Data for this task:

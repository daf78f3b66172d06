use ddd_kernel::{Entity, Props, ValueObject};

#[derive(Debug, Clone, PartialEq, Props)]
pub struct UserProps {
    pub name: String,
    pub age: u32,
}

#[derive(Debug, Clone, PartialEq, Props)]
struct Point {
    x: i64,
    y: i64,
}

fn main() {
    assert_eq!(<UserProps as Props>::KIND, "User");
    assert_eq!(<Point as Props>::KIND, "Point");
    assert_eq!(UserProps::AGE.name(), "age");

    let mut user = Entity::create(UserProps {
        name: "Jane".into(),
        age: 21,
    })
    .unwrap();
    user.change(UserProps::AGE, 30);
    assert_eq!(*user.get(UserProps::AGE), 30);

    let point = ValueObject::create(Point { x: 1, y: 2 }).unwrap();
    assert_eq!(*point.get(Point::Y), 2);
    assert_eq!(point.hash_code(), "[ValueObject@Point]");
}
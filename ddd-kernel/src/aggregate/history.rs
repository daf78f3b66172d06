//! 属性历史（撤销/重做）
//!
//! 以快照数组 + 游标表示：前进/后退 O(1)，在后退后发生新的修改时直接截断游标之后的快照。
//! 不变式：至少包含一个快照（创建时的状态），游标始终位于 `0..len`。
//!
use chrono::{DateTime, Utc};

/// 快照产生的原因
#[derive(Debug, Clone, Copy, PartialEq, Eq)]
pub enum SnapshotAction {
    Create,
    Update { attribute: &'static str },
}

/// 某一时刻属性袋的完整不可变副本
#[derive(Debug, Clone)]
pub struct Snapshot<P> {
    props: P,
    updated_at: DateTime<Utc>,
    action: SnapshotAction,
}

impl<P> Snapshot<P> {
    pub(crate) fn new(props: P, updated_at: DateTime<Utc>, action: SnapshotAction) -> Self {
        Self {
            props,
            updated_at,
            action,
        }
    }

    pub fn props(&self) -> &P {
        &self.props
    }

    pub fn updated_at(&self) -> DateTime<Utc> {
        self.updated_at
    }

    pub fn action(&self) -> SnapshotAction {
        self.action
    }
}

#[derive(Debug, Clone)]
pub struct History<P> {
    snapshots: Vec<Snapshot<P>>,
    cursor: usize,
}

impl<P> History<P> {
    pub(crate) fn new(initial: Snapshot<P>) -> Self {
        Self {
            snapshots: vec![initial],
            cursor: 0,
        }
    }

    pub fn count(&self) -> usize {
        self.snapshots.len()
    }

    pub fn index(&self) -> usize {
        self.cursor
    }

    pub fn snapshots(&self) -> &[Snapshot<P>] {
        &self.snapshots
    }

    pub fn current(&self) -> &Snapshot<P> {
        &self.snapshots[self.cursor]
    }

    /// 追加快照并移动游标到末尾，丢弃原游标之后的快照
    pub(crate) fn push(&mut self, snapshot: Snapshot<P>) {
        self.snapshots.truncate(self.cursor + 1);
        self.snapshots.push(snapshot);
        self.cursor = self.snapshots.len() - 1;
    }

    /// 游标后退一步；已在起点时返回 `None`
    pub(crate) fn back(&mut self) -> Option<&Snapshot<P>> {
        if self.cursor == 0 {
            return None;
        }
        self.cursor -= 1;
        Some(&self.snapshots[self.cursor])
    }

    /// 游标前进一步；已在末尾时返回 `None`
    pub(crate) fn forward(&mut self) -> Option<&Snapshot<P>> {
        if self.cursor + 1 >= self.snapshots.len() {
            return None;
        }
        self.cursor += 1;
        Some(&self.snapshots[self.cursor])
    }
}
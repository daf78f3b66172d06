//! 属性袋（Props）与类型化属性键（Field）
//!
//! 值对象、实体与聚合都持有一个 `Props` 属性袋。属性袋负责：
//! - 以 `attributes` 描述自身（供 AutoMapper 使用）；
//! - 以 `validate` 在创建时进行业务校验；
//! - 通过 `#[derive(Props)]` 为每个字段生成 `Field` 常量，用于 `get/set/change`。
//!
//! ```
//! use ddd_kernel::{Aggregate, Props};
//!
//! #[derive(Debug, Clone, PartialEq, Props)]
//! pub struct UserProps {
//!     pub name: String,
//!     pub age: u32,
//! }
//!
//! let mut user = Aggregate::create(UserProps { name: "Jane".into(), age: 21 }).unwrap();
//! user.set(UserProps::AGE).to(18);
//! assert_eq!(*user.get(UserProps::AGE), 18);
//! assert_eq!(<UserProps as Props>::KIND, "User");
//! ```
use crate::auto_mapper::Bag;
use crate::error::DomainResult;
use crate::validator::Validator;
use std::fmt;

/// 属性袋抽象
pub trait Props: Clone + PartialEq + fmt::Debug + Send + Sync + 'static {
    /// 具体类别名（用于 hash_code 等签名）
    const KIND: &'static str;

    /// 以有序的 (键, 形态) 描述全部属性
    fn attributes(&self) -> Bag<'_>;

    /// 创建时的业务校验
    fn validate(&self, _validator: &dyn Validator) -> DomainResult<()> {
        Ok(())
    }
}

/// 类型化属性键：名称 + 读写访问器
pub struct Field<P, T> {
    name: &'static str,
    get: fn(&P) -> &T,
    get_mut: fn(&mut P) -> &mut T,
}

impl<P, T> Field<P, T> {
    pub const fn new(name: &'static str, get: fn(&P) -> &T, get_mut: fn(&mut P) -> &mut T) -> Self {
        Self { name, get, get_mut }
    }

    /// 属性键名
    pub const fn name(&self) -> &'static str {
        self.name
    }

    pub fn get<'a>(&self, props: &'a P) -> &'a T {
        (self.get)(props)
    }

    pub fn get_mut<'a>(&self, props: &'a mut P) -> &'a mut T {
        (self.get_mut)(props)
    }

    /// 写入新值，返回旧值
    pub(crate) fn replace(&self, props: &mut P, value: T) -> T {
        std::mem::replace(self.get_mut(props), value)
    }
}

impl<P, T> Clone for Field<P, T> {
    fn clone(&self) -> Self {
        *self
    }
}

impl<P, T> Copy for Field<P, T> {}

impl<P, T> fmt::Debug for Field<P, T> {
    fn fmt(&self, f: &mut fmt::Formatter<'_>) -> fmt::Result {
        f.debug_tuple("Field").field(&self.name).finish()
    }
}
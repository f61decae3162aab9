//! Result, health, and counter types for the prediction engine.

use std::path::PathBuf;
use std::sync::atomic::{AtomicU64, Ordering};
use std::time::Duration;

use chrono::{DateTime, Utc};
use serde::{Deserialize, Serialize};

use crate::scoring::{RiskLevel, SuspiciousPattern, Verdict};

/// Why a prediction was answered with a degraded sentinel instead of a
/// classifier call.
#[derive(Debug, Clone, Copy, PartialEq, Eq, Serialize, Deserialize)]
#[serde(rename_all = "SCREAMING_SNAKE_CASE")]
pub enum DegradedReason {
    /// Trimmed input was below the minimum length.
    TooShort,
}

/// Per-text analysis attached to successful predictions.
#[derive(Debug, Clone, Serialize, Deserialize)]
pub struct PredictionAnalysis {
    pub word_count: usize,
    /// Sentiment compound score of the analyzed text.
    pub sentiment_score: f64,
    pub malaysian_terms: usize,
    pub has_mixed_language: bool,
    /// Heuristic 0-100 quality score (independent of the classifier).
    pub quality_score: u8,
    pub suspicious_patterns: Vec<SuspiciousPattern>,
}

impl PredictionAnalysis {
    /// The minimal analysis attached to degraded sentinels.
    pub fn empty() -> Self {
        PredictionAnalysis {
            word_count: 0,
            sentiment_score: 0.0,
            malaysian_terms: 0,
            has_mixed_language: false,
            quality_score: 0,
            suspicious_patterns: Vec::new(),
        }
    }
}

/// Diagnostic metadata attached to successful predictions.
#[derive(Debug, Clone, Serialize, Deserialize)]
pub struct PredictionMetadata {
    /// Character length of the raw input.
    pub text_length: usize,
    /// Character length after normalization.
    pub processed_length: usize,
    /// Version string the model bundle reported.
    pub model_version: String,
    pub timestamp: DateTime<Utc>,
}

/// The outcome of one prediction call.
///
/// `predict` is total: failed or degraded calls produce a result carrying
/// the failure, never an error return. Created once per call and immutable
/// afterwards; the engine does not persist it.
#[derive(Debug, Clone, Serialize, Deserialize)]
pub struct PredictionResult {
    pub prediction: Verdict,
    /// `max(fake_probability, real_probability)`; 0 on failure.
    pub confidence: f64,
    pub fake_probability: f64,
    pub real_probability: f64,
    pub risk_level: RiskLevel,
    /// Wall time from call entry to return.
    pub elapsed: Duration,
    /// Set when the result is a degraded sentinel.
    #[serde(skip_serializing_if = "Option::is_none")]
    pub reason: Option<DegradedReason>,
    /// Set when the prediction failed.
    #[serde(skip_serializing_if = "Option::is_none")]
    pub error: Option<String>,
    #[serde(skip_serializing_if = "Option::is_none")]
    pub analysis: Option<PredictionAnalysis>,
    #[serde(skip_serializing_if = "Option::is_none")]
    pub metadata: Option<PredictionMetadata>,
}

impl PredictionResult {
    /// The benign low-risk sentinel for too-short input.
    pub fn too_short(elapsed: Duration) -> Self {
        PredictionResult {
            prediction: Verdict::Real,
            confidence: 0.5,
            fake_probability: 0.1,
            real_probability: 0.9,
            risk_level: RiskLevel::Minimal,
            elapsed,
            reason: Some(DegradedReason::TooShort),
            error: None,
            analysis: Some(PredictionAnalysis::empty()),
            metadata: None,
        }
    }

    /// Result for a predict call against an unloaded engine.
    pub fn not_loaded(elapsed: Duration) -> Self {
        PredictionResult {
            prediction: Verdict::Unknown,
            confidence: 0.0,
            fake_probability: 0.0,
            real_probability: 0.0,
            risk_level: RiskLevel::Minimal,
            elapsed,
            reason: None,
            error: Some("model not loaded".to_string()),
            analysis: None,
            metadata: None,
        }
    }

    /// Result carrying a prediction-path failure.
    pub fn failed(message: impl Into<String>, elapsed: Duration) -> Self {
        PredictionResult {
            prediction: Verdict::Error,
            confidence: 0.0,
            fake_probability: 0.0,
            real_probability: 0.0,
            risk_level: RiskLevel::Minimal,
            elapsed,
            reason: None,
            error: Some(message.into()),
            analysis: None,
            metadata: None,
        }
    }

    /// True when this slot carries no usable verdict.
    pub fn is_error(&self) -> bool {
        matches!(self.prediction, Verdict::Error | Verdict::Unknown)
    }
}

/// Aggregate statistics over one batch call.
#[derive(Debug, Clone, Serialize, Deserialize)]
pub struct BatchStatistics {
    pub total: usize,
    pub fake_count: usize,
    pub real_count: usize,
    pub error_count: usize,
    /// Mean confidence over non-error entries; 0 when none succeeded.
    pub avg_confidence: f64,
    /// Percentage of FAKE verdicts over non-error entries.
    pub fake_percentage: f64,
    pub processing_time: Duration,
}

/// One batch call's results plus statistics. Result slots are in input
/// order, one per text.
#[derive(Debug, Clone, Serialize, Deserialize)]
pub struct BatchResult {
    pub results: Vec<PredictionResult>,
    pub statistics: BatchStatistics,
}

/// Presence booleans for the engine's collaborators.
#[derive(Debug, Clone, Serialize, Deserialize)]
pub struct ComponentStatus {
    pub model: bool,
    pub vectorizer: bool,
    pub scaler: bool,
    pub sentiment: bool,
}

/// Snapshot of the engine's health; never fails to produce.
#[derive(Debug, Clone, Serialize, Deserialize)]
pub struct HealthStatus {
    pub status: String,
    pub model_loaded: bool,
    pub components: ComponentStatus,
    pub performance: PerformanceSnapshot,
    pub version: String,
    pub timestamp: DateTime<Utc>,
}

/// Point-in-time view of the performance counters.
#[derive(Debug, Clone, Serialize, Deserialize)]
pub struct PerformanceSnapshot {
    pub total_predictions: u64,
    pub total_prediction_time: Duration,
    /// Mean time per successful prediction; zero before the first one.
    pub average_prediction_time: Duration,
    pub model_loaded: bool,
    #[serde(skip_serializing_if = "Option::is_none")]
    pub model_path: Option<PathBuf>,
}

/// Process-lifetime running totals, shared across all concurrent
/// prediction calls. Incremented lock-free on every successful prediction;
/// reset only by process restart.
#[derive(Debug, Default)]
pub struct PerformanceCounters {
    count: AtomicU64,
    total_micros: AtomicU64,
}

impl PerformanceCounters {
    /// Create zeroed counters.
    pub fn new() -> Self {
        PerformanceCounters::default()
    }

    /// Record one successful prediction.
    pub fn record(&self, elapsed: Duration) {
        self.count.fetch_add(1, Ordering::Relaxed);
        self.total_micros
            .fetch_add(elapsed.as_micros() as u64, Ordering::Relaxed);
    }

    /// Read the current totals.
    pub fn totals(&self) -> (u64, Duration) {
        let count = self.count.load(Ordering::Relaxed);
        let total = Duration::from_micros(self.total_micros.load(Ordering::Relaxed));
        (count, total)
    }
}
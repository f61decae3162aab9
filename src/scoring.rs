//! Risk and quality scoring.
//!
//! Pure functions over already-computed data: fake-probability tiers, a
//! 0-100 heuristic quality score, and suspicious-pattern tags. Nothing in
//! this module performs I/O or touches the classifier.

use serde::{Deserialize, Serialize};

use crate::features::FeatureRecord;

/// Final REAL/FAKE call for one text, plus the degraded labels the engine
/// emits when no real prediction was possible.
#[derive(Debug, Clone, Copy, PartialEq, Eq, Serialize, Deserialize)]
#[serde(rename_all = "UPPERCASE")]
pub enum Verdict {
    Real,
    Fake,
    /// Prediction failed; the carrying result holds the error message.
    Error,
    /// Prediction was never attempted (engine not loaded).
    Unknown,
}

impl std::fmt::Display for Verdict {
    fn fmt(&self, f: &mut std::fmt::Formatter<'_>) -> std::fmt::Result {
        let label = match self {
            Verdict::Real => "REAL",
            Verdict::Fake => "FAKE",
            Verdict::Error => "ERROR",
            Verdict::Unknown => "UNKNOWN",
        };
        f.write_str(label)
    }
}

/// Discretized fake-probability tier.
#[derive(Debug, Clone, Copy, PartialEq, Eq, PartialOrd, Ord, Serialize, Deserialize)]
#[serde(rename_all = "UPPERCASE")]
pub enum RiskLevel {
    Minimal,
    Low,
    Medium,
    High,
}

impl RiskLevel {
    /// Tier boundaries are closed on the lower side and total over [0, 1]:
    /// `>= 0.8` High, `>= 0.6` Medium, `>= 0.4` Low, else Minimal.
    pub fn from_fake_probability(fake_probability: f64) -> Self {
        if fake_probability >= 0.8 {
            RiskLevel::High
        } else if fake_probability >= 0.6 {
            RiskLevel::Medium
        } else if fake_probability >= 0.4 {
            RiskLevel::Low
        } else {
            RiskLevel::Minimal
        }
    }
}

impl std::fmt::Display for RiskLevel {
    fn fmt(&self, f: &mut std::fmt::Formatter<'_>) -> std::fmt::Result {
        let label = match self {
            RiskLevel::Minimal => "MINIMAL",
            RiskLevel::Low => "LOW",
            RiskLevel::Medium => "MEDIUM",
            RiskLevel::High => "HIGH",
        };
        f.write_str(label)
    }
}

/// Which quality-score formula to apply.
///
/// The two legacy scoring pipelines diverged: only the engine-side copy
/// grants the +5 bonus for a moderate sentiment compound. Both behaviors
/// stay selectable; neither is silently unified away.
#[derive(Debug, Clone, Copy, PartialEq, Eq, Default)]
pub enum QualityScorePolicy {
    /// Full formula including the sentiment-window bonus.
    #[default]
    SentimentBonus,
    /// Lighter formula without the sentiment bonus.
    Plain,
}

/// Heuristic 0-100 text-quality score, independent of the classifier.
pub fn quality_score(record: &FeatureRecord, policy: QualityScorePolicy) -> u8 {
    let mut score: i32 = 50;

    if record.word_count >= 15 {
        score += 10;
    }
    if record.malaysian_terms_count > 0 {
        score += 15;
    }
    if record.has_mixed_language {
        score += 10;
    }
    if record.has_specific_details {
        score += 10;
    }
    if policy == QualityScorePolicy::SentimentBonus
        && (0.2..=0.8).contains(&record.sentiment_compound)
    {
        score += 5;
    }

    if record.exclamation_count > 5 {
        score -= 15;
    }
    if record.has_generic_phrases {
        score -= 10;
    }
    if record.has_promotional_language {
        score -= 15;
    }
    if record.caps_ratio > 0.2 {
        score -= 10;
    }

    score.clamp(0, 100) as u8
}

/// A suspicious texture detected in the feature record.
#[derive(Debug, Clone, Copy, PartialEq, Eq, Serialize, Deserialize)]
#[serde(rename_all = "snake_case")]
pub enum SuspiciousPattern {
    GenericPhrases,
    PromotionalLanguage,
    ExcessivePunctuation,
    ExcessiveCaps,
    RepetitiveLanguage,
}

impl SuspiciousPattern {
    /// Wire tag for this pattern.
    pub fn tag(&self) -> &'static str {
        match self {
            SuspiciousPattern::GenericPhrases => "generic_phrases",
            SuspiciousPattern::PromotionalLanguage => "promotional_language",
            SuspiciousPattern::ExcessivePunctuation => "excessive_punctuation",
            SuspiciousPattern::ExcessiveCaps => "excessive_caps",
            SuspiciousPattern::RepetitiveLanguage => "repetitive_language",
        }
    }
}

/// Detected suspicious patterns, emitted in a fixed order.
pub fn suspicious_patterns(record: &FeatureRecord) -> Vec<SuspiciousPattern> {
    let mut patterns = Vec::new();

    if record.has_generic_phrases {
        patterns.push(SuspiciousPattern::GenericPhrases);
    }
    if record.has_promotional_language {
        patterns.push(SuspiciousPattern::PromotionalLanguage);
    }
    if record.exclamation_count > 5 {
        patterns.push(SuspiciousPattern::ExcessivePunctuation);
    }
    if record.caps_ratio > 0.2 {
        patterns.push(SuspiciousPattern::ExcessiveCaps);
    }
    if record.repeated_words as f64 > 0.3 * record.word_count as f64 {
        patterns.push(SuspiciousPattern::RepetitiveLanguage);
    }

    patterns
}
//! TF-IDF text vectorizer.

use ahash::AHashMap;
use serde::{Deserialize, Serialize};

use crate::error::{Result, SahihError};
use crate::ml::TextVectorizer;

/// TF-IDF vectorizer over a fixed, trained vocabulary.
///
/// The vocabulary and IDF weights are produced by whatever trained the
/// classifier bundle; this type only applies them. Term frequencies are
/// normalized by document length before the IDF weighting, and unknown
/// terms are ignored.
#[derive(Debug, Clone, Serialize, Deserialize)]
pub struct TfIdfVectorizer {
    /// Word -> column index mapping.
    vocabulary: AHashMap<String, usize>,
    /// Inverse document frequency per column.
    idf: Vec<f64>,
}

impl TfIdfVectorizer {
    /// Create a vectorizer from a trained vocabulary and IDF table.
    ///
    /// Fails when a vocabulary index falls outside the IDF table.
    pub fn new(vocabulary: AHashMap<String, usize>, idf: Vec<f64>) -> Result<Self> {
        if let Some((word, &idx)) = vocabulary.iter().find(|&(_, &idx)| idx >= idf.len()) {
            return Err(SahihError::incomplete_model(format!(
                "tfidf vocabulary entry {word:?} maps to column {idx} outside the idf table"
            )));
        }
        Ok(TfIdfVectorizer { vocabulary, idf })
    }

    /// Number of terms in the vocabulary.
    pub fn vocabulary_size(&self) -> usize {
        self.vocabulary.len()
    }

    /// Re-check the vocabulary/IDF invariant after deserialization.
    pub fn validate(&self) -> Result<()> {
        if let Some((word, &idx)) = self
            .vocabulary
            .iter()
            .find(|&(_, &idx)| idx >= self.idf.len())
        {
            return Err(SahihError::incomplete_model(format!(
                "tfidf vocabulary entry {word:?} maps to column {idx} outside the idf table"
            )));
        }
        Ok(())
    }
}

impl TextVectorizer for TfIdfVectorizer {
    fn transform(&self, text: &str) -> Result<Vec<f64>> {
        let mut tf = vec![0.0; self.idf.len()];
        let mut token_count = 0usize;

        for token in text.split_whitespace() {
            token_count += 1;
            if let Some(&idx) = self.vocabulary.get(token) {
                tf[idx] += 1.0;
            }
        }

        if token_count > 0 {
            let doc_length = token_count as f64;
            for count in &mut tf {
                *count /= doc_length;
            }
        }

        for (idx, count) in tf.iter_mut().enumerate() {
            *count *= self.idf[idx];
        }

        Ok(tf)
    }

    fn dimension(&self) -> usize {
        self.idf.len()
    }
}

Exercise goal:
From the records above, copy only the lines starting with the line that holds "fn validate(&self, _validator: &dyn" and going on through the line that holds "use std::path::PathBuf;", exactly as written.

Completed exercise:
    fn validate(&self, _validator: &dyn Validator) -> DomainResult<()> {
        Ok(())
    }
}

/// 类型化属性键：名称 + 读写访问器
pub struct Field<P, T> {
    name: &'static str,
    get: fn(&P) -> &T,
    get_mut: fn(&mut P) -> &mut T,
}

impl<P, T> Field<P, T> {
    pub const fn new(name: &'static str, get: fn(&P) -> &T, get_mut: fn(&mut P) -> &mut T) -> Self {
        Self { name, get, get_mut }
    }

    /// 属性键名
    pub const fn name(&self) -> &'static str {
        self.name
    }

    pub fn get<'a>(&self, props: &'a P) -> &'a T {
        (self.get)(props)
    }

    pub fn get_mut<'a>(&self, props: &'a mut P) -> &'a mut T {
        (self.get_mut)(props)
    }

    /// 写入新值，返回旧值
    pub(crate) fn replace(&self, props: &mut P, value: T) -> T {
        std::mem::replace(self.get_mut(props), value)
    }
}

impl<P, T> Clone for Field<P, T> {
    fn clone(&self) -> Self {
        *self
    }
}

impl<P, T> Copy for Field<P, T> {}

impl<P, T> fmt::Debug for Field<P, T> {
    fn fmt(&self, f: &mut fmt::Formatter<'_>) -> fmt::Result {
        f.debug_tuple("Field").field(&self.name).finish()
    }
}
repository f61decae3162aab9
//! Result, health, and counter types for the prediction engine.

use std::path::PathBuf;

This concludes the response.